Despite his penchant for impromptu showmanship, Bill Clinton pushed himself too far in a massive ballroom in central Beijing.
On a balmy evening in June 1998, while the president was in the midst of persuading or pressuring the Chinese government to agree to American terms for membership in the World Trade Organization, he and then-first lady Hillary Rodham Clinton were attending a dinner in the Great Hall of the People, a columned fortress at the western end of Tiananmen Square.
Just nine years earlier, the square had been the site of an extraordinary protest movement led by students calling for greater freedom. The People’s Liberation Army put down the uprising with a massacre that claimed hundreds of lives, an atrocity that would come to symbolize China in the international community for years to come. But China’s pariah status was already fading as Western business executives dazzled at the lucrative opportunities that could be exploited in China. The Clintons were in Beijing to serve that cause.

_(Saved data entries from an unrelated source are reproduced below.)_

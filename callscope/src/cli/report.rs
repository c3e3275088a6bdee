//! Plain-text rendering of profiles for the terminal
//!
//! Times are stored in microseconds and printed as milliseconds.

#![allow(clippy::cast_precision_loss)]

use std::io::{self, Write};

use crate::cct::{CctTree, DiffFlatRow, DiffNode, FlatProfileContainer, PrestimeNode};
use crate::domain::TimerDomain;
use crate::profiling::ThreadActiveTime;
use crate::recording::ReplayStats;

const NAME_WIDTH: usize = 60;

fn ms(micros: i64) -> f64 {
    micros as f64 / 1000.0
}

fn clip(name: &str) -> String {
    if name.chars().count() <= NAME_WIDTH {
        name.to_string()
    } else {
        let tail: String = name.chars().skip(name.chars().count() - (NAME_WIDTH - 1)).collect();
        format!("…{tail}")
    }
}

fn limit(top: usize, len: usize) -> usize {
    if top == 0 {
        len
    } else {
        top.min(len)
    }
}

/// Flat profile table in the container's current row order
///
/// # Errors
///
/// I/O failure of `out`.
pub fn write_flat_profile<W: Write>(flat: &mut FlatProfileContainer, top: usize, mut out: W) -> io::Result<()> {
    let two = flat.collecting_two_timestamps();
    write!(out, "{:<NAME_WIDTH$} {:>12} {:>7} {:>12}", flat.view().to_string(), "self ms", "self %", "total ms")?;
    if two {
        write!(out, " {:>12}", "self cpu ms")?;
    }
    writeln!(out, " {:>9}", "calls")?;

    for idx in 0..limit(top, flat.len()) {
        let percent = flat.percent(idx, TimerDomain::Absolute);
        let row = &flat.rows()[idx];
        write!(
            out,
            "{:<NAME_WIDTH$} {:>12.3} {:>6.1}% {:>12.3}",
            clip(&row.name),
            ms(row.self_time[0]),
            percent,
            ms(row.total_time[0])
        )?;
        if two {
            write!(out, " {:>12.3}", ms(row.self_time[1]))?;
        }
        writeln!(out, " {:>9}", row.n_calls)?;
    }
    if top != 0 && flat.len() > top {
        writeln!(out, "... {} more", flat.len() - top)?;
    }
    Ok(())
}

/// Indented call tree below the root
///
/// # Errors
///
/// I/O failure of `out`.
pub fn write_tree<W: Write>(tree: &dyn CctTree, max_depth: Option<usize>, mut out: W) -> io::Result<()> {
    writeln!(
        out,
        "{} view, {:.3} ms total",
        tree.view(),
        ms(tree.whole_graph_net_time(TimerDomain::Absolute))
    )?;
    let root = PrestimeNode::new(tree, tree.root_index());
    write_tree_node(&root, 0, max_depth, &mut out)
}

fn write_tree_node<W: Write>(node: &PrestimeNode<'_>, depth: usize, max_depth: Option<usize>, out: &mut W) -> io::Result<()> {
    writeln!(
        out,
        "{:indent$}{:>5.1}% {:>10.3} ms {:>7}x  {}",
        "",
        node.total_time_percent(TimerDomain::Absolute),
        ms(node.total_time(TimerDomain::Absolute)),
        node.n_calls(),
        node.name(),
        indent = depth * 2
    )?;
    if max_depth.is_some_and(|max| depth >= max) {
        return Ok(());
    }
    for child in node.children() {
        write_tree_node(&child, depth + 1, max_depth, out)?;
    }
    Ok(())
}

/// Flat diff rows, second minus first
///
/// # Errors
///
/// I/O failure of `out`.
pub fn write_diff_flat<W: Write>(rows: &[DiffFlatRow], top: usize, mut out: W) -> io::Result<()> {
    writeln!(
        out,
        "{:<NAME_WIDTH$} {:>12} {:>12} {:>12} {:>9}",
        "name", "before ms", "after ms", "delta ms", "Δ calls"
    )?;
    for row in &rows[..limit(top, rows.len())] {
        writeln!(
            out,
            "{:<NAME_WIDTH$} {:>12.3} {:>12.3} {:>+12.3} {:>+9}",
            clip(&row.name),
            ms(row.first.self_time[0]),
            ms(row.second.self_time[0]),
            ms(row.delta_self_time(TimerDomain::Absolute)),
            row.delta_calls()
        )?;
    }
    Ok(())
}

/// Paired diff tree with total-time deltas
///
/// # Errors
///
/// I/O failure of `out`.
pub fn write_diff_tree<W: Write>(node: &DiffNode, max_depth: Option<usize>, mut out: W) -> io::Result<()> {
    write_diff_node(node, 0, max_depth, &mut out)
}

fn write_diff_node<W: Write>(node: &DiffNode, depth: usize, max_depth: Option<usize>, out: &mut W) -> io::Result<()> {
    let side = match (node.first_id, node.second_id) {
        (Some(_), None) => " (removed)",
        (None, Some(_)) => " (added)",
        _ => "",
    };
    writeln!(
        out,
        "{:indent$}{:>+10.3} ms {:>+7}x  {}{side}",
        "",
        ms(node.delta_total_time(TimerDomain::Absolute)),
        node.delta_calls(),
        node.name,
        indent = depth * 2
    )?;
    if max_depth.is_some_and(|max| depth >= max) {
        return Ok(());
    }
    for child in &node.children {
        write_diff_node(child, depth + 1, max_depth, out)?;
    }
    Ok(())
}

/// Replay counters and per-thread active times
///
/// # Errors
///
/// I/O failure of `out`.
pub fn write_stats<W: Write>(stats: &ReplayStats, threads: &[ThreadActiveTime], mut out: W) -> io::Result<()> {
    writeln!(
        out,
        "records={} events={} frames={} decode_failures={} dumps={} integrity_violations={}",
        stats.records, stats.events, stats.frames, stats.decode_failures, stats.dumps, stats.integrity_violations
    )?;
    for (kind, count) in &stats.kind_counts {
        writeln!(out, "  {kind:<24} {count:>9}")?;
    }
    for thread in threads {
        match thread.cpu_ms {
            Some(cpu) => writeln!(out, "{} ({}): {} ms, cpu {cpu} ms", thread.name, thread.thread, thread.absolute_ms)?,
            None => writeln!(out, "{} ({}): {} ms", thread.name, thread.thread, thread.absolute_ms)?,
        }
    }
    Ok(())
}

Clinton early positioned herself as one of China’s fiercest critics. During the 1992 campaign, she attacked President George H.W. Bush over normalizing trade ties, accusing him of pandering to “butchers in Beijing.” Shortly after taking office, she signed an executive order threatening tariffs of up to 70 percent if China did not show “significant progress across the board” on human rights.
That’s all up to here.
In that bastion of Chinese power, Clinton set out new values to guide his administration’s China policy. Protesters had been shot just a few hundred yards from the banquet hall, but the incident seemed like a distant memory. The Clintons posed for photographs and saluted their hosts, President Jiang Zemin and his wife Wang Yeping. “The American people applaud the great progress China has made,” Clinton declared in a toast before the dinner. “We the American people highly value the mutual respect between our two countries.”
After feasting on shark fin and grilled beefsteak, the two couples made their way to the back of the ballroom, where they were greeted by the musicians who had entertained them: members of the People’s Liberation Army Band. To the delight of the crowd, President Clinton took the baton and briefly led the band as they played John Philip Sousa’s march, “Hands Across the Sea.”

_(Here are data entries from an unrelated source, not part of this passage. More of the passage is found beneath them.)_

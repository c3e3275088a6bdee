//! Comparison of two snapshots.
//!
//! Threads are paired by name and tree nodes by display name, since ids are
//! assigned independently in each session. A node or row present on one side
//! only is compared against zero. Deltas are `second - first`.
//!
//! Ids of the second snapshot are exposed negated so that one signed id
//! space addresses both sides; id 0 is reserved for thread nodes.

use serde::Serialize;
use std::sync::Arc;

use crate::cct::flat_profile::FlatProfileContainer;
use crate::cct::presentation::{CctTree, PrestimeNode};
use crate::cct::snapshot::CpuResultsSnapshot;
use crate::domain::{ThreadId, TimerDomain, View};
use crate::profiling::methods::MethodInfo;

/// Stats of one side of a comparison
#[derive(Debug, Clone, Copy, Default, PartialEq, Eq, Serialize)]
pub struct DiffSide {
    pub n_calls: u64,
    pub self_time: [i64; 2],
    pub total_time: [i64; 2],
}

impl DiffSide {
    fn of_node(node: &PrestimeNode<'_>) -> Self {
        Self {
            n_calls: u64::from(node.n_calls()),
            self_time: [node.self_time(TimerDomain::Absolute), node.self_time(TimerDomain::ThreadCpu)],
            total_time: [
                node.total_time(TimerDomain::Absolute),
                node.total_time(TimerDomain::ThreadCpu),
            ],
        }
    }
}

#[derive(Debug, Clone, PartialEq, Eq, Serialize)]
pub struct DiffNode {
    pub name: String,
    /// Id in the first snapshot
    pub first_id: Option<u32>,
    /// Id in the second snapshot
    pub second_id: Option<u32>,
    pub first: DiffSide,
    pub second: DiffSide,
    pub children: Vec<DiffNode>,
}

impl DiffNode {
    /// Signed id: positive for the first snapshot, negated for the second
    #[must_use]
    pub fn exposed_id(&self) -> i64 {
        match (self.first_id, self.second_id) {
            (Some(id), _) => i64::from(id),
            (None, Some(id)) => -i64::from(id),
            (None, None) => 0,
        }
    }

    #[must_use]
    pub fn delta_calls(&self) -> i64 {
        i64::try_from(self.second.n_calls).unwrap_or(i64::MAX) - i64::try_from(self.first.n_calls).unwrap_or(i64::MAX)
    }

    #[must_use]
    pub fn delta_total_time(&self, domain: TimerDomain) -> i64 {
        self.second.total_time[domain.index()] - self.first.total_time[domain.index()]
    }

    #[must_use]
    pub fn delta_self_time(&self, domain: TimerDomain) -> i64 {
        self.second.self_time[domain.index()] - self.first.self_time[domain.index()]
    }

    #[must_use]
    pub fn child_named(&self, name: &str) -> Option<&DiffNode> {
        self.children.iter().find(|c| c.name == name)
    }
}

/// Pairing of one thread name across both snapshots
#[derive(Debug, Clone, PartialEq, Eq, Serialize)]
pub struct ThreadPair {
    pub name: String,
    pub first: Option<ThreadId>,
    pub second: Option<ThreadId>,
}

#[derive(Debug, Clone, PartialEq, Eq, Serialize)]
pub struct DiffFlatRow {
    pub name: String,
    pub exposed_id: i64,
    pub first: DiffSide,
    pub second: DiffSide,
}

impl DiffFlatRow {
    #[must_use]
    pub fn delta_self_time(&self, domain: TimerDomain) -> i64 {
        self.second.self_time[domain.index()] - self.first.self_time[domain.index()]
    }

    #[must_use]
    pub fn delta_total_time(&self, domain: TimerDomain) -> i64 {
        self.second.total_time[domain.index()] - self.first.total_time[domain.index()]
    }

    #[must_use]
    pub fn delta_calls(&self) -> i64 {
        i64::try_from(self.second.n_calls).unwrap_or(i64::MAX) - i64::try_from(self.first.n_calls).unwrap_or(i64::MAX)
    }
}

/// Read-only comparison of two snapshots
#[derive(Debug, Clone)]
pub struct SnapshotDiff {
    first: Arc<CpuResultsSnapshot>,
    second: Arc<CpuResultsSnapshot>,
}

impl SnapshotDiff {
    #[must_use]
    pub fn new(first: Arc<CpuResultsSnapshot>, second: Arc<CpuResultsSnapshot>) -> Self {
        Self { first, second }
    }

    /// Threads of the first snapshot in order, then threads only present in
    /// the second
    #[must_use]
    pub fn thread_pairs(&self) -> Vec<ThreadPair> {
        let mut pairs: Vec<ThreadPair> = self
            .first
            .threads()
            .iter()
            .map(|(t, name)| ThreadPair {
                name: name.clone(),
                first: Some(*t),
                second: self.second.thread_by_name(name),
            })
            .collect();
        for (t, name) in self.second.threads() {
            if self.first.thread_by_name(name).is_none() {
                pairs.push(ThreadPair {
                    name: name.clone(),
                    first: None,
                    second: Some(*t),
                });
            }
        }
        pairs
    }

    /// Tree diff of one thread (by name) or of all threads
    #[must_use]
    pub fn diff_tree(&self, view: View, thread_name: Option<&str>) -> DiffNode {
        let pick = |snapshot: &CpuResultsSnapshot| match thread_name {
            None => Some(snapshot.all_threads_container(view)),
            Some(name) => snapshot
                .thread_by_name(name)
                .and_then(|t| snapshot.container_for_thread(t, view)),
        };
        let (a, b) = (pick(&self.first), pick(&self.second));
        let a_root = a.as_ref().map(|c| c.root_node());
        let b_root = b.as_ref().map(|c| c.root_node());
        let mut root = diff_nodes(a_root.as_ref(), b_root.as_ref());
        if let Some(name) = thread_name {
            root.name = name.to_string();
        }
        root
    }

    /// Flat profile diff, rows paired by display name
    #[must_use]
    pub fn diff_flat_profile(&self, view: View, thread_name: Option<&str>) -> Vec<DiffFlatRow> {
        let flat = |snapshot: &CpuResultsSnapshot| -> Option<FlatProfileContainer> {
            match thread_name {
                None => Some(snapshot.flat_profile(None, view)),
                Some(name) => snapshot
                    .thread_by_name(name)
                    .map(|t| snapshot.flat_profile(Some(t), view)),
            }
        };
        let a = flat(&self.first);
        let b = flat(&self.second);
        let a_rows = a.as_ref().map_or(&[][..], FlatProfileContainer::rows);
        let b_rows = b.as_ref().map_or(&[][..], FlatProfileContainer::rows);

        let side = |r: &crate::cct::flat_profile::FlatProfileRow| DiffSide {
            n_calls: r.n_calls,
            self_time: r.self_time,
            total_time: r.total_time,
        };

        let mut rows: Vec<DiffFlatRow> = a_rows
            .iter()
            .map(|r| DiffFlatRow {
                name: r.name.clone(),
                exposed_id: i64::from(r.id),
                first: side(r),
                second: b_rows.iter().find(|o| o.name == r.name).map(side).unwrap_or_default(),
            })
            .collect();
        for r in b_rows {
            if !a_rows.iter().any(|o| o.name == r.name) {
                rows.push(DiffFlatRow {
                    name: r.name.clone(),
                    exposed_id: -i64::from(r.id),
                    first: DiffSide::default(),
                    second: side(r),
                });
            }
        }
        rows
    }

    /// Method info behind a signed id
    #[must_use]
    pub fn method_class_name_and_sig(&self, exposed_id: i64, view: View) -> Option<MethodInfo> {
        let id = u32::try_from(exposed_id.unsigned_abs()).ok()?;
        match exposed_id.signum() {
            1 => self.first.method_class_name_and_sig(id, view),
            -1 => self.second.method_class_name_and_sig(id, view),
            _ => None,
        }
    }
}

fn diff_nodes(a: Option<&PrestimeNode<'_>>, b: Option<&PrestimeNode<'_>>) -> DiffNode {
    let name = a.or(b).map(PrestimeNode::name).unwrap_or_default();
    let id_of = |n: &PrestimeNode<'_>| (!n.is_thread_node()).then(|| n.id());
    let mut node = DiffNode {
        name,
        first_id: a.and_then(id_of),
        second_id: b.and_then(id_of),
        first: a.map(DiffSide::of_node).unwrap_or_default(),
        second: b.map(DiffSide::of_node).unwrap_or_default(),
        children: Vec::new(),
    };

    let a_children = stored_children(a);
    let b_children = stored_children(b);
    let b_names: Vec<String> = b_children.iter().map(PrestimeNode::name).collect();
    let mut matched = vec![false; b_children.len()];

    for child in &a_children {
        let name = child.name();
        let other = b_names.iter().position(|n| *n == name).filter(|i| !matched[*i]);
        if let Some(i) = other {
            matched[i] = true;
        }
        node.children
            .push(diff_nodes(Some(child), other.map(|i| &b_children[i])));
    }
    for (i, child) in b_children.iter().enumerate() {
        if !matched[i] {
            node.children.push(diff_nodes(None, Some(child)));
        }
    }
    node
}

/// Children without the synthetic self-time node
fn stored_children<'a>(node: Option<&PrestimeNode<'a>>) -> Vec<PrestimeNode<'a>> {
    node.map(|n| n.children().into_iter().filter(|c| !c.is_self_time_node()).collect())
        .unwrap_or_default()
}

#[cfg(test)]
mod tests {
    use super::*;
    use crate::cct::container::{CctContainer, ContainerShell, NodeDraft, ThreadTimes};
    use crate::cct::presentation::{MethodNames, NodeData, NodeFlags};

    /// One thread `name` -> method `id` with `self_time`
    fn snapshot(threads: &[(u32, &str, u32, i64)], names: &[(u32, &str)]) -> Arc<CpuResultsSnapshot> {
        let mut table = MethodNames::new();
        for (id, m) in names {
            table.insert(*id, MethodInfo::new("app.C", *m, ""));
        }
        let table = Arc::new(table);
        let thread_names: Arc<Vec<(ThreadId, String)>> =
            Arc::new(threads.iter().map(|(t, n, _, _)| (ThreadId(*t), (*n).to_string())).collect());
        let containers = threads
            .iter()
            .map(|(t, _, id, time)| {
                let drafts = vec![
                    NodeDraft {
                        data: NodeData {
                            flags: NodeFlags::THREAD,
                            thread: Some(ThreadId(*t)),
                            n_calls: 1,
                            ..NodeData::default()
                        },
                        children: vec![1],
                    },
                    NodeDraft {
                        data: NodeData {
                            id: *id,
                            n_calls: 2,
                            self_time: [*time, 0],
                            ..NodeData::default()
                        },
                        children: Vec::new(),
                    },
                ];
                CctContainer::assemble(
                    drafts,
                    ContainerShell {
                        view: View::Method,
                        thread_id: Some(ThreadId(*t)),
                        thread_names: Arc::clone(&thread_names),
                        names: Arc::clone(&table),
                        collecting_two_timestamps: false,
                        whole_graph_pure_time: [0; 2],
                        display_whole_thread_cpu_time: false,
                        thread_times: ThreadTimes::default(),
                    },
                )
            })
            .collect();
        Arc::new(CpuResultsSnapshot::new(0, 0, containers).unwrap())
    }

    #[test]
    fn test_identical_snapshots_have_zero_deltas() {
        let s = snapshot(&[(1, "main", 1, 50)], &[(1, "run")]);
        let diff = SnapshotDiff::new(Arc::clone(&s), s);
        let root = diff.diff_tree(View::Method, None);
        fn check(node: &DiffNode) {
            assert_eq!(node.delta_total_time(TimerDomain::Absolute), 0);
            assert_eq!(node.delta_calls(), 0);
            node.children.iter().for_each(check);
        }
        check(&root);
        assert!(diff
            .diff_flat_profile(View::Method, None)
            .iter()
            .all(|r| r.delta_self_time(TimerDomain::Absolute) == 0));
    }

    #[test]
    fn test_threads_paired_by_name() {
        let a = snapshot(&[(1, "main", 1, 50), (2, "worker", 1, 10)], &[(1, "run")]);
        let b = snapshot(&[(7, "main", 3, 80), (8, "worker-2", 3, 5)], &[(3, "run")]);
        let diff = SnapshotDiff::new(a, b);
        let pairs = diff.thread_pairs();
        assert_eq!(pairs.len(), 3);
        assert_eq!(pairs[0].first, Some(ThreadId(1)));
        assert_eq!(pairs[0].second, Some(ThreadId(7)));
        assert_eq!(pairs[1].second, None);
        assert_eq!(pairs[2].name, "worker-2");
        assert_eq!(pairs[2].first, None);

        let main = diff.diff_tree(View::Method, Some("main"));
        let run = main.child_named("app.C.run()").unwrap();
        assert_eq!(run.delta_self_time(TimerDomain::Absolute), 30);
        assert_eq!(run.exposed_id(), 1);

        let worker = diff.diff_tree(View::Method, Some("worker"));
        let run = worker.child_named("app.C.run()").unwrap();
        assert_eq!(run.delta_total_time(TimerDomain::Absolute), -10);
    }

    #[test]
    fn test_second_only_ids_are_negated() {
        let a = snapshot(&[(1, "main", 1, 50)], &[(1, "run")]);
        let b = snapshot(&[(1, "main", 4, 20)], &[(4, "other")]);
        let diff = SnapshotDiff::new(a, b);
        let rows = diff.diff_flat_profile(View::Method, None);
        let other = rows.iter().find(|r| r.name == "app.C.other()").unwrap();
        assert_eq!(other.exposed_id, -4);
        assert_eq!(other.delta_self_time(TimerDomain::Absolute), 20);
        assert_eq!(diff.method_class_name_and_sig(-4, View::Method).unwrap().method_name, "other");
        assert_eq!(diff.method_class_name_and_sig(1, View::Method).unwrap().method_name, "run");
    }
}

Clinton’s arrival at the helm in front of the very institution that had massacred peaceful protesters marked the completion of a remarkable image makeover. He now led a campaign orchestrated by American business to use China as a profit center, discarding the human rights concerns that hindered commerce. China’s accession to the WTO was the centerpiece of that effort.
The WTO was an arbitrator in international trade disputes. China wanted to join for the simple reason that it would open up new export opportunities and attract foreign investment. But to join, China had to promise to open up its markets to foreign competitors. This prospect terrified the heads of China’s largest industries but was well received by China’s economic policy chief, Premier Zhu Rongji, who believed that the very process of applying for WTO membership would help modernize the Chinese economy.

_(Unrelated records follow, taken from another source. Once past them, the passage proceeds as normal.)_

impl StackTraceSnapshotBuilder {
    #[must_use]
    pub fn new(config: &SamplerConfig) -> Self {
        let blocking: Box<dyn BlockingMethodPolicy> = match config.blocking_methods {
            BlockingMethods::Known => Box::new(KnownBlockingMethods::new()),
            BlockingMethods::None => Box::new(NoBlockingMethods),
        };
        let mut sampler = Self::with_policy(config.filter.clone(), blocking);
        for name in &config.ignored_threads {
            sampler.ignore_thread(name.clone());
        }
        sampler
    }

    /// Builder with a custom blocking-method policy
    #[must_use]
    pub fn with_policy(filter: InstrumentationFilter, blocking: Box<dyn BlockingMethodPolicy>) -> Self {
        let methods = Arc::new(MethodTable::new());
        let mapper: Arc<dyn MethodInfoMapper> = Arc::clone(&methods) as Arc<dyn MethodInfoMapper>;
        // Stacks are trimmed here, the tree builder sees only kept frames
        let builder = CallGraphBuilder::new(
            &Arc::new(ProfilingSessionStatus::sampled()),
            mapper,
            BuilderConfig::default(),
        );
        Self {
            methods,
            builder,
            filter,
            blocking,
            state: Mutex::new(SamplerState::default()),
        }
    }

    /// Drop every future sample of threads called `name`
    pub fn ignore_thread(&self, name: impl Into<String>) {
        self.lock_state().ignored.insert(name.into());
    }

    #[must_use]
    pub fn methods(&self) -> &Arc<MethodTable> {
        &self.methods
    }

    #[must_use]
    pub fn call_graph(&self) -> &CallGraphBuilder {
        &self.builder
    }

    /// Number of dumps accepted so far
    #[must_use]
    pub fn sample_count(&self) -> u64 {
        self.lock_state().sample_count
    }

    #[must_use]
    pub fn current_dump_timestamp(&self) -> i64 {
        self.lock_state().current_dump_ts
    }

    fn lock_state(&self) -> std::sync::MutexGuard<'_, SamplerState> {
        self.state.lock().unwrap_or_else(PoisonError::into_inner)
    }

    /// Add one stack dump taken at `dump_ts`
    ///
    /// Dumps that are not newer than the last accepted one are ignored.
    /// Threads present in the previous dump but missing from this one are
    /// treated as terminated.
    ///
    /// # Errors
    ///
    /// A sample contradicting a thread's lifecycle rejects the whole dump:
    /// [`SamplingError::ThreadTerminated`] for a thread sampled again after
    /// it terminated, [`SamplingError::InvalidState`] for a thread moving
    /// back to NEW.
    pub fn add_stacktrace(&self, samples: &[ThreadSample], dump_ts: i64) -> Result<(), SamplingError> {
        let mut guard = self.lock_state();
        let state = &mut *guard;
        if dump_ts <= state.current_dump_ts {
            debug!(
                "Ignoring misplaced stack dump at {dump_ts} (last accepted {})",
                state.current_dump_ts
            );
            return Ok(());
        }

        // Last sample of a thread wins within one dump
        let mut current: BTreeMap<ThreadId, &ThreadSample> = BTreeMap::new();
        for sample in samples {
            if !state.ignored.contains(&sample.name) {
                current.insert(sample.id, sample);
            }
        }
        for sample in current.values() {
            validate(state.last.get(&sample.id).map(|l| l.state), sample)?;
        }

        let timediff = dump_ts - state.current_dump_ts;
        state.current_dump_ts = dump_ts;
        state.first_dump_ts.get_or_insert(dump_ts);

        let mut events = Vec::new();
        let mut next_last = HashMap::with_capacity(current.len());

        for sample in current.values() {
            if sample.state == ThreadState::New {
                debug!("Skipping sample of not yet started thread {}", sample.id);
                continue;
            }
            if state.known_threads.insert(sample.id) {
                events.push(Event::NewThread {
                    thread: sample.id,
                    name: sample.name.clone(),
                    class_name: String::new(),
                });
                state.thread_times.insert(sample.id, sample.cpu_time.unwrap_or(dump_ts));
            }

            let new_state = match sample.frames.first() {
                Some(top)
                    if sample.state == ThreadState::Runnable
                        && self.blocking.is_blocking(&top.class_name, &top.decorated_method_name()) =>
                {
                    ThreadState::Waiting
                }
                _ => sample.state,
            };
            let frames = trim_to_filter(&sample.frames, &self.filter);

            let previous = state.last.get(&sample.id);
            let old_state = previous.map_or(ThreadState::New, |l| l.state);
            let old_frames = previous.map_or(&[][..], |l| l.frames.as_slice());
            let thread_ts = advance_thread_time(&mut state.thread_times, sample.id, old_state, sample.cpu_time, timediff);

            self.push_diff(&mut events, sample.id, old_frames, &frames, [dump_ts, thread_ts]);
            next_last.insert(
                sample.id,
                LastSample {
                    name: sample.name.clone(),
                    state: new_state,
                    frames,
                },
            );
        }

        // Threads that vanished from the dump exit with an empty stack
        let vanished: Vec<(ThreadId, LastSample)> = state
            .last
            .iter()
            .filter(|(id, l)| !current.contains_key(id) && !state.ignored.contains(&l.name))
            .map(|(id, l)| (*id, l.clone()))
            .collect();
        for (id, gone) in vanished {
            debug!("{id} ({}) missing from dump at {dump_ts}; treating as terminated", gone.name);
            let thread_ts = advance_thread_time(&mut state.thread_times, id, gone.state, None, timediff);
            self.push_diff(&mut events, id, &gone.frames, &[], [dump_ts, thread_ts]);
        }

        state.last = next_last;
        state.sample_count += 1;
        drop(guard);

        self.builder.set_dump_timestamp(dump_ts);
        self.builder.apply_all(&events);
        Ok(())
    }

    fn push_diff(
        &self,
        events: &mut Vec<Event>,
        thread: ThreadId,
        old: &[StackFrame],
        new: &[StackFrame],
        ts: [i64; 2],
    ) {
        let diff = diff_stacks(old, new);
        if diff.is_empty() {
            return;
        }

        let n_exits = diff.exits.len();
        for (i, frame) in diff.exits.iter().enumerate() {
            let kind = if diff.exits_root && i + 1 == n_exits {
                MethodType::Root
            } else {
                MethodType::Normal
            };
            events.push(Event::MethodExit {
                method: self.method_id(frame),
                thread,
                kind,
                ts0: ts[0],
                ts1: ts[1],
            });
        }
        for (i, frame) in diff.entries_root_first().enumerate() {
            let kind = if diff.entries_root && i == 0 {
                MethodType::Root
            } else {
                MethodType::Normal
            };
            events.push(Event::MethodEntry {
                method: self.method_id(frame),
                thread,
                kind,
                ts0: ts[0],
                ts1: ts[1],
                params: Vec::new(),
            });
        }
    }

    fn method_id(&self, frame: &StackFrame) -> MethodId {
        let (_, signature) = frame.name_and_signature();
        self.methods.register(MethodInfo::new(
            frame.class_name.as_str(),
            frame.decorated_method_name(),
            signature,
        ))
    }

    /// Snapshot of everything sampled so far, covering `since` up to the
    /// latest dump. Frames still on the stacks are charged up to that dump.
    ///
    /// # Errors
    ///
    /// [`NoDataAvailable`] before the first accepted dump or when no thread
    /// produced any frames.
    pub fn create_snapshot(&self, since: i64) -> Result<CpuResultsSnapshot, NoDataAvailable> {
        let (count, dump_ts, thread_clocks) = {
            let state = self.lock_state();
            (state.sample_count, state.current_dump_ts, state.thread_times.clone())
        };
        if count == 0 {
            return Err(NoDataAvailable);
        }
        let containers = self.builder.create_presentation_ccts_at(Some(dump_ts), &thread_clocks);
        info!(
            "Sampled snapshot: {count} dumps, {} threads, {} methods",
            containers.len(),
            self.methods.len()
        );
        CpuResultsSnapshot::new(since, dump_ts, containers)
    }

    /// Timestamp of the first accepted dump
    #[must_use]
    pub fn first_dump_timestamp(&self) -> Option<i64> {
        self.lock_state().first_dump_ts
    }

    /// Forget all samples; ignored thread names and method ids are kept.
    /// Returns false (and keeps everything) while results are being read.
    pub fn reset(&self) -> bool {
        let mut state = self.lock_state();
        if !self.builder.reset() {
            warn!("Sampler reset skipped: results are being read");
            return false;
        }
        let ignored = std::mem::take(&mut state.ignored);
        *state = SamplerState {
            ignored,
            ..SamplerState::default()
        };
        true
    }
}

Zhu’s mission was backed by a key base of support: the American business lobby. They saw a gold mine in China. A country of more than 1.2 billion people would be the largest potential market for virtually anything. Telecommunications companies and financial giants would have permission to buy larger stakes in Chinese ventures. Agricultural companies would be free to sell vast quantities of soybeans, wheat, and other crops. Multinational brands were especially enthralled by the savings to be made by relocating manufacturing from wealthy countries with labor unions and workplace safety regulations and moving production to Chinese factories, where party cadres were the law and their loyalty could be bought with a bit of a cash prize. Labor unions were banned, and hundreds of millions of rural people were streaming into cities in desperate search of work. It was an ideal recipe for low-cost production.
There was an ironic confluence of interests here: The People’s Republic of China, still ruled by a Communist party that had seized power through a peasant-led revolution, was attractive to Walmart, Apple and other icons of American capitalism as the ultimate joint venture partner.
Yet multinational corporations feared that their plans for China would be interpreted as crude profiteering. Stories of widespread repression, human rights abuses, and labor exploitation in China risked reputational damage. So U.S. companies and their political allies reframed the terms of engagement, settling on the common view that expanding trade with China would promote freedom. To be sure, U.S. companies would make huge profits in China, but that was irrelevant to the transformation mission at hand. Senior officials in the Clinton administration repeatedly proclaimed this. If China joined the WTO, its prosperity would depend on operating within the WTO’s norms. Chinese companies would need to develop an understanding of the outside world to capitalize on the benefits of their participation in the global trading system. Chinese consumers would have access to international fashion trends, music, entertainment, and sports. All of this would permeate Chinese society and create a demand for the ultimate Western export: democracy. First, the Chinese would taste KFC. Then, they would demand the ballot box.
“By joining the WTO, China hasn’t just agreed to import more of our products; it has agreed to import one of our democracy’s most cherished values: economic freedom,” Clinton declared in a speech on the eve of a crucial congressional vote to approve the agreement. “The genie of freedom will never be put back in the bottle.”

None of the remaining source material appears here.